It is the job of genetic counselors to educate patients about the implications of genetic knowledge, and to help patients anticipate and deal with these challenges.

Should mandatory genetic screening be rejected in all situations?

Mandatory genetic screening of the adult population raises serious ethical questions about personal liberty and privacy, and thus is not likely to garner widespread support. Nevertheless, we are likely to hear calls for mandatory genetic testing in specific social contexts, and existing practices will no doubt be cited as justifications for such testing. For example, in the justice system, longstanding practices of fingerprinting, urine testing, and blood testing are already being supplemented by DNA testing.

Genetic testing is of particular concern when it comes to health insurance.

Of particular concern is the specter of genetic testing in the insurance industry. When individuals apply for insurance policies, they are often required to provide family medical history, as well as blood and urine samples. At present, however, insurance companies in the United States cannot require genetic testing of applicants. While this prohibition is designed to prevent genetic discrimination, insurance industry lobbyists will surely be pressing the following kind of argument in coming years:

  • If it is considered fair and proper to identify applicants with high cholesterol and/or a family history of heart disease, and to charge those applicants higher premiums, why should it be considered unfair to utilize genetic testing to accomplish the same goals?
The genetic screening of newborns or others who are incapable of valid consent presents additional ethical questions.
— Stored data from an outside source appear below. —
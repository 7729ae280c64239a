//! Markdown report generator.

use super::escape::{escape_markdown_inline, escape_markdown_table};
use super::{ReportConfig, ReportError, ReportFormat, ReportGenerator};
use crate::diff::{ChangeType, ComparisonReport, ComparisonResult};
use crate::model::{ParsedSnapshot, SnapshotInfo};
use crate::pipeline::MultiComparison;
use std::fmt::Write;

/// Markdown report generator
pub struct MarkdownReporter {
    /// Heading level of the report title
    heading: usize,
}

impl MarkdownReporter {
    #[must_use]
    pub const fn new() -> Self {
        Self { heading: 1 }
    }

    /// Start headings at `level` (clamped to 1-4), for embedding in larger documents.
    #[must_use]
    pub const fn heading_level(mut self, level: usize) -> Self {
        self.heading = if level < 1 {
            1
        } else if level > 4 {
            4
        } else {
            level
        };
        self
    }

    fn h(&self, depth: usize) -> String {
        "#".repeat(self.heading + depth)
    }

    fn label(info: &SnapshotInfo, fallback: &str) -> String {
        escape_markdown_inline(info.label.as_deref().unwrap_or(fallback))
    }

    fn write_dropped(&self, md: &mut String, side: &str, info: &SnapshotInfo) -> std::fmt::Result {
        if info.dropped.is_empty() {
            return Ok(());
        }
        writeln!(md, "{} Dropped sections ({side})\n", self.h(1))?;
        writeln!(md, "| # | Header | Reason |")?;
        writeln!(md, "|---|--------|--------|")?;
        for dropped in &info.dropped {
            writeln!(
                md,
                "| {} | {} | {} |",
                dropped.index,
                escape_markdown_table(&dropped.header),
                dropped.reason
            )?;
        }
        writeln!(md)
    }

    fn write_result(&self, md: &mut String, result: &ComparisonResult) -> std::fmt::Result {
        let key = if result.identifier.is_empty() {
            "_no primary id_".to_string()
        } else {
            format!("`{}`", result.identifier.replace('`', "'"))
        };
        writeln!(
            md,
            "{} {} {}: {key}\n",
            self.h(2),
            result.change_type,
            result.component_type
        )?;
        match result.change_type {
            ChangeType::Added | ChangeType::Removed => {
                writeln!(md, "| Property | Value |")?;
                writeln!(md, "|----------|-------|")?;
                for (property, change) in &result.changes {
                    let value = if result.change_type == ChangeType::Added {
                        &change.new_value
                    } else {
                        &change.old_value
                    };
                    writeln!(
                        md,
                        "| {} | {} |",
                        escape_markdown_table(property),
                        escape_markdown_table(value)
                    )?;
                }
            }
            _ => {
                writeln!(md, "| Property | Old | New |")?;
                writeln!(md, "|----------|-----|-----|")?;
                for (property, change) in &result.changes {
                    writeln!(
                        md,
                        "| {} | {} | {} |",
                        escape_markdown_table(property),
                        escape_markdown_table(&change.old_value),
                        escape_markdown_table(&change.new_value)
                    )?;
                }
            }
        }
        writeln!(md)
    }

    fn comparison(&self, report: &ComparisonReport, config: &ReportConfig) -> Result<String, std::fmt::Error> {
        let mut md = String::new();
        writeln!(md, "{} Hardware Snapshot Comparison\n", self.h(0))?;
        writeln!(
            md,
            "**Base:** {} ({} components)  ",
            Self::label(&report.base, "base"),
            report.base.component_count
        )?;
        writeln!(
            md,
            "**Target:** {} ({} components)  ",
            Self::label(&report.target, "target"),
            report.target.component_count
        )?;
        writeln!(md, "**Matching:** {}\n", report.matcher)?;

        writeln!(md, "{} Summary\n", self.h(1))?;
        if report.summary.total_changes == 0 {
            writeln!(md, "No changes detected.\n")?;
        } else {
            writeln!(md, "| Type | Added | Removed | Modified |")?;
            writeln!(md, "|------|-------|---------|----------|")?;
            for (component_type, counts) in &report.summary.by_type {
                writeln!(
                    md,
                    "| {component_type} | {} | {} | {} |",
                    counts.added, counts.removed, counts.modified
                )?;
            }
            writeln!(
                md,
                "| **Total** | **{}** | **{}** | **{}** |\n",
                report.summary.added, report.summary.removed, report.summary.modified
            )?;
        }

        if !config.summary_only && !report.results.is_empty() {
            writeln!(md, "{} Changes\n", self.h(1))?;
            for result in &report.results {
                self.write_result(&mut md, result)?;
            }
        }

        if !report.skipped.is_empty() {
            writeln!(md, "{} Skipped pairs\n", self.h(1))?;
            for skipped in &report.skipped {
                writeln!(
                    md,
                    "- {} {}: {}",
                    skipped.component_type,
                    escape_markdown_inline(&skipped.identifier),
                    skipped.reason
                )?;
            }
            writeln!(md)?;
        }

        if config.show_dropped {
            self.write_dropped(&mut md, "base", &report.base)?;
            self.write_dropped(&mut md, "target", &report.target)?;
        }
        Ok(md)
    }

    fn snapshot(
        &self,
        snapshot: &ParsedSnapshot,
        info: &SnapshotInfo,
        config: &ReportConfig,
    ) -> Result<String, std::fmt::Error> {
        let mut md = String::new();
        writeln!(md, "{} Hardware Snapshot: {}\n", self.h(0), Self::label(info, "snapshot"))?;
        writeln!(md, "| Type | Components |")?;
        writeln!(md, "|------|------------|")?;
        for (component_type, count) in snapshot.counts_by_type() {
            writeln!(md, "| {component_type} | {count} |")?;
        }
        writeln!(md)?;

        if !config.summary_only {
            for component in &snapshot.components {
                writeln!(
                    md,
                    "{} {}: {}\n",
                    self.h(1),
                    component.component_type,
                    escape_markdown_inline(component.display_key())
                )?;
                writeln!(md, "| Property | Value |")?;
                writeln!(md, "|----------|-------|")?;
                for (key, value) in &component.properties {
                    writeln!(
                        md,
                        "| {} | {} |",
                        escape_markdown_table(key),
                        escape_markdown_table(value)
                    )?;
                }
                writeln!(md)?;
            }
        }

        if config.show_dropped {
            self.write_dropped(&mut md, "snapshot", info)?;
        }
        Ok(md)
    }

    fn multi(&self, multi: &MultiComparison) -> Result<String, std::fmt::Error> {
        let mut md = String::new();
        writeln!(md, "{} Hardware Snapshot Multi-Comparison\n", self.h(0))?;
        writeln!(
            md,
            "**Baseline:** {} ({} components)\n",
            Self::label(&multi.baseline, "baseline"),
            multi.baseline.component_count
        )?;
        writeln!(md, "| Target | Added | Removed | Modified | Status |")?;
        writeln!(md, "|--------|-------|---------|----------|--------|")?;
        for target in &multi.targets {
            let name = escape_markdown_table(&target.label);
            match (&target.report, &target.error) {
                (Some(report), _) => {
                    let s = &report.summary;
                    let status = if s.total_changes == 0 { "unchanged" } else { "changed" };
                    writeln!(
                        md,
                        "| {name} | {} | {} | {} | {status} |",
                        s.added, s.removed, s.modified
                    )?;
                }
                (None, error) => {
                    writeln!(
                        md,
                        "| {name} | - | - | - | error: {} |",
                        escape_markdown_table(error.as_deref().unwrap_or("unknown"))
                    )?;
                }
            }
        }
        Ok(md)
    }
}

impl Default for MarkdownReporter {
    fn default() -> Self {
        Self::new()
    }
}

impl ReportGenerator for MarkdownReporter {
    fn generate_comparison_report(
        &self,
        report: &ComparisonReport,
        config: &ReportConfig,
    ) -> Result<String, ReportError> {
        Ok(self.comparison(report, config)?)
    }

    fn generate_snapshot_report(
        &self,
        snapshot: &ParsedSnapshot,
        info: &SnapshotInfo,
        config: &ReportConfig,
    ) -> Result<String, ReportError> {
        Ok(self.snapshot(snapshot, info, config)?)
    }

    fn generate_multi_report(
        &self,
        multi: &MultiComparison,
        _config: &ReportConfig,
    ) -> Result<String, ReportError> {
        Ok(self.multi(multi)?)
    }

    fn format(&self) -> ReportFormat {
        ReportFormat::Markdown
    }
}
Such questions will have to be seriously considered by ethicists and lawmakers, in the attempt to achieve a fair balance between individual rights and the rights of insurance companies. Indeed, the development of genetic screening for a broad array of diseases and conditions may eventually lead us to rethink the principles that are used to determine insurability and the apportionment of payment burdens.

Additional ethical questions arise when we consider genetic screening of newborns, young children, and others who cannot give valid consent for such procedures:

  • As more genetic tests become available, which ones should be universally administered to newborns?
  • What role should parental consent play in determining when children are screened?
Newborns are routinely tested for PKU without the explicit consent of parents.

Decisions about the implementation of universal genetic screening for newborns will likely follow existing policies, which perform tests for serious, early-onset diseases that are susceptible to treatment. The paradigm case for such universal screening is phenylketonuria (PKU). Newborns are routinely tested for PKU without the explicit consent of parents, under the assumption that parents want to know if their child is afflicted with this potentially devastating but easily treatable condition. Of course, the moral propriety of newborn screening becomes more complicated when we begin to deviate from this paradigm case. Determining whether screening should be pursued in cases like this will not always be easy:

  • What if the disease is not easily treatable, or can only be treated at great expense that parents may not want to incur?
  • What if an ailment is late onset and untreatable, as is the case with Huntington’s disease? What if a test can only determine a probability, not a certainty, that a child will develop a disease?
With genetic testing, there is potential for conflict between a parent’s choice and a child’s welfare.

Of course, from a legal standpoint parents have broad discretion when it comes to decisions about their children’s health and welfare, and this will no doubt hold true for decisions about both genetic testing and genetic engineering as these procedures become increasingly available. While this broad discretion is based on respect for parental autonomy and on a desire for minimal government intrusion into family life, we must acknowledge the potential for conflict between a parent’s choice and a child’s welfare.

  • What if a parent refuses to consent to a test that is clearly in their child’s best interest?
  • What if a parent decides to pursue a genetic “enhancement” that involves significant risks for a child, or that may limit a child’s life prospects?
Conclusion: As genetic engineering and information use increases, so will ethical questions.

While these questions may seem far-fetched to some, it is worth noting that current laws in most states allow parents to opt out of testing for PKU, despite the fact that this may leave their child exposed to a devastating disease.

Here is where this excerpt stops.